Items from a data source:
--

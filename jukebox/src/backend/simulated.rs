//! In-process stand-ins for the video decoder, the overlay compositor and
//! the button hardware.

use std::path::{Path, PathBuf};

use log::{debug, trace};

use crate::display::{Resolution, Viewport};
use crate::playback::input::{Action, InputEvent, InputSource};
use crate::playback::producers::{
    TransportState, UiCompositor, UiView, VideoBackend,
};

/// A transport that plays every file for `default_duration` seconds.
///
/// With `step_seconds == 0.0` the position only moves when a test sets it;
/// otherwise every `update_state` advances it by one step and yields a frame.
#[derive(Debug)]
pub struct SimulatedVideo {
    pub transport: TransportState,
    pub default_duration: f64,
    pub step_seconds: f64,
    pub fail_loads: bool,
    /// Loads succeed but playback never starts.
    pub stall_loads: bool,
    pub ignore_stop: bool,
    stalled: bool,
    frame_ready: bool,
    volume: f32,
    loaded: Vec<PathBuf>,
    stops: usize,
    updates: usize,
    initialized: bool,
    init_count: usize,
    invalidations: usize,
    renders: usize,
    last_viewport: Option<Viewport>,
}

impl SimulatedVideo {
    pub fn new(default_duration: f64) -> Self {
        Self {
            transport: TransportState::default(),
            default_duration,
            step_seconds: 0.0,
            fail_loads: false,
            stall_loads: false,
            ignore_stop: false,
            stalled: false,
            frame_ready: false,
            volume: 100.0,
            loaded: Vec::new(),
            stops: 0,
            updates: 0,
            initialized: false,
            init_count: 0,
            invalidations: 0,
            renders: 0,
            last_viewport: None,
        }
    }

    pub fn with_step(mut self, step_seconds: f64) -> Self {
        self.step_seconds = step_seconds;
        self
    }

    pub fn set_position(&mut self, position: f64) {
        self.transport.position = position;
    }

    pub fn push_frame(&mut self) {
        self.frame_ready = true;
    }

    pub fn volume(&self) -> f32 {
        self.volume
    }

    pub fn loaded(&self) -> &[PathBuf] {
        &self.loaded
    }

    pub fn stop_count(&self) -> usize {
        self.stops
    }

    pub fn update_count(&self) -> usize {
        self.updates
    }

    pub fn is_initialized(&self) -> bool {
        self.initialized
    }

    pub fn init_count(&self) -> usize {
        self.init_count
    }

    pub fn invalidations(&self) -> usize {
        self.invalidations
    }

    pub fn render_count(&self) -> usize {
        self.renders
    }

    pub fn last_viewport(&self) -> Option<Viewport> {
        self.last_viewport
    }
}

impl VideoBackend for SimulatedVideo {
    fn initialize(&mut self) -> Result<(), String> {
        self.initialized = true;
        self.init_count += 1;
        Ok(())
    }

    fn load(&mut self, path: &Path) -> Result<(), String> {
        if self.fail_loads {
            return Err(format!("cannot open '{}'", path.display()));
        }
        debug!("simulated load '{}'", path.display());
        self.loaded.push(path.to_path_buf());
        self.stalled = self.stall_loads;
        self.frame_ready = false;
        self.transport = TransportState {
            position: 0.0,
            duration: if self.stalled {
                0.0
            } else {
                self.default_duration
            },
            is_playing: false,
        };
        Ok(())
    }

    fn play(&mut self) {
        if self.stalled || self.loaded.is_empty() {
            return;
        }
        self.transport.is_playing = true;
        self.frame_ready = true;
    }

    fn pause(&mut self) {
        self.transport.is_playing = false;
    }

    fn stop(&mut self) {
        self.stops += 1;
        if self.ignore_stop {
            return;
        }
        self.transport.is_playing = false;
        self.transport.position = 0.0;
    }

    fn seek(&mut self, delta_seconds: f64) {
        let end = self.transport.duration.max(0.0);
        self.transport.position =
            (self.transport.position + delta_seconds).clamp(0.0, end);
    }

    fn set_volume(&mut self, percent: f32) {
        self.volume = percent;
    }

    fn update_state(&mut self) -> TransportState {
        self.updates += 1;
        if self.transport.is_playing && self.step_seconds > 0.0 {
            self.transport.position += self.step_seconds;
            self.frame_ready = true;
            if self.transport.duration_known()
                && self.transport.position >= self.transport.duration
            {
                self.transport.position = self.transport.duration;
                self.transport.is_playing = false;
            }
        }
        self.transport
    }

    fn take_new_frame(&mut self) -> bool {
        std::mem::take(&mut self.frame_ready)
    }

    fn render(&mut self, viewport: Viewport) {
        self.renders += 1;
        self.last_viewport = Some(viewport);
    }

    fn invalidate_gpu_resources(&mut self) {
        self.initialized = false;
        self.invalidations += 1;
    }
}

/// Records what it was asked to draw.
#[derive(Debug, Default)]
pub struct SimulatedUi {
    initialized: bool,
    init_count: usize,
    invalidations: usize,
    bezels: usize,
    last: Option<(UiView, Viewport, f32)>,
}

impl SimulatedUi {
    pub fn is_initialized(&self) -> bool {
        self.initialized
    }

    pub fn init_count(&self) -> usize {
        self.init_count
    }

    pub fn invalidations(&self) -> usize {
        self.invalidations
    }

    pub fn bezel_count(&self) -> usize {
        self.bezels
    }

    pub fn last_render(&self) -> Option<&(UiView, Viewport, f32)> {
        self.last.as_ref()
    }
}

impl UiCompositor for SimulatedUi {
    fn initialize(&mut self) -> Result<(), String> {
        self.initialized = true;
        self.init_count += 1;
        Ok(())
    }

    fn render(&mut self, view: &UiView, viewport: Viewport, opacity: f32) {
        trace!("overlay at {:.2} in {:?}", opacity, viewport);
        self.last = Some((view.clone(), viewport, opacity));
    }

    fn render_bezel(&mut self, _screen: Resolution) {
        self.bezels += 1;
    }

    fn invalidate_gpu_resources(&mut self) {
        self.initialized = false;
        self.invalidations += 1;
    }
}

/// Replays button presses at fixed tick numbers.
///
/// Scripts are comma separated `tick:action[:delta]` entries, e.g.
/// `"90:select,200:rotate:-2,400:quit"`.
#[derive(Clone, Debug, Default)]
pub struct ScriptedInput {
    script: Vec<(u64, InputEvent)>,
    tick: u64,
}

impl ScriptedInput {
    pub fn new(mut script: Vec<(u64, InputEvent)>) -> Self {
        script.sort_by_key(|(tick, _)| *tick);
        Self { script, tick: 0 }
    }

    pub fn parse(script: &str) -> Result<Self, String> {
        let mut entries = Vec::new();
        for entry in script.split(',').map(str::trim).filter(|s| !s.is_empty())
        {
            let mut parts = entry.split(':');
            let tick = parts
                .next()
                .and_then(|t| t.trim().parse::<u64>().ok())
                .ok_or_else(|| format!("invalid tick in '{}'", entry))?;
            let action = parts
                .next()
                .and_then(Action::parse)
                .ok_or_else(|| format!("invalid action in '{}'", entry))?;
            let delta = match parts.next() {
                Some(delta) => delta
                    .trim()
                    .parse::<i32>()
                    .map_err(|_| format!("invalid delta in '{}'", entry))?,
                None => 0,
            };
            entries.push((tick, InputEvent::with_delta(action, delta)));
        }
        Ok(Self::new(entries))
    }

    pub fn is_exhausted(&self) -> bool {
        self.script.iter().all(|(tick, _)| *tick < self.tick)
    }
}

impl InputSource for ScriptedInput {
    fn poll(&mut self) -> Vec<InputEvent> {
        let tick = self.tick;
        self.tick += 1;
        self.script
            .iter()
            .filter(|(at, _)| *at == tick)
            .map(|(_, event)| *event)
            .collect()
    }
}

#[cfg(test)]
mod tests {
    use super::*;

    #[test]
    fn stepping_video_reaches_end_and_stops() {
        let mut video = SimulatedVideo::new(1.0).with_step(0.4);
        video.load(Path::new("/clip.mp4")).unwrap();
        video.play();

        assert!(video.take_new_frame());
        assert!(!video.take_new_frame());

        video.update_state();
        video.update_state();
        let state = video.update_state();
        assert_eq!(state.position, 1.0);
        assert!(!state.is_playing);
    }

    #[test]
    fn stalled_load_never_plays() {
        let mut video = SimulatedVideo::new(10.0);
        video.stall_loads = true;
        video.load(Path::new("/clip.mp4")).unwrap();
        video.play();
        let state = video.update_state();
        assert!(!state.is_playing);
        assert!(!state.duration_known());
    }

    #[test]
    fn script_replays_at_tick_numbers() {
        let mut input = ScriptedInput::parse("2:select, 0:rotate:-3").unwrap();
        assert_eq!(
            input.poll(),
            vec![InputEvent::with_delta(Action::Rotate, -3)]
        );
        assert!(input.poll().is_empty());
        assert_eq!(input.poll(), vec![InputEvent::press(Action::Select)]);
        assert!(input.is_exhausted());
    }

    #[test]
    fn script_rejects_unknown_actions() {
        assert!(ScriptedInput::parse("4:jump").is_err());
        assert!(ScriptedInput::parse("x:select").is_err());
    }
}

--

§ **Task statement**:
Find how many lines in the entries include the string "ScriptedInput", and state only the number.

§ **Response**:
6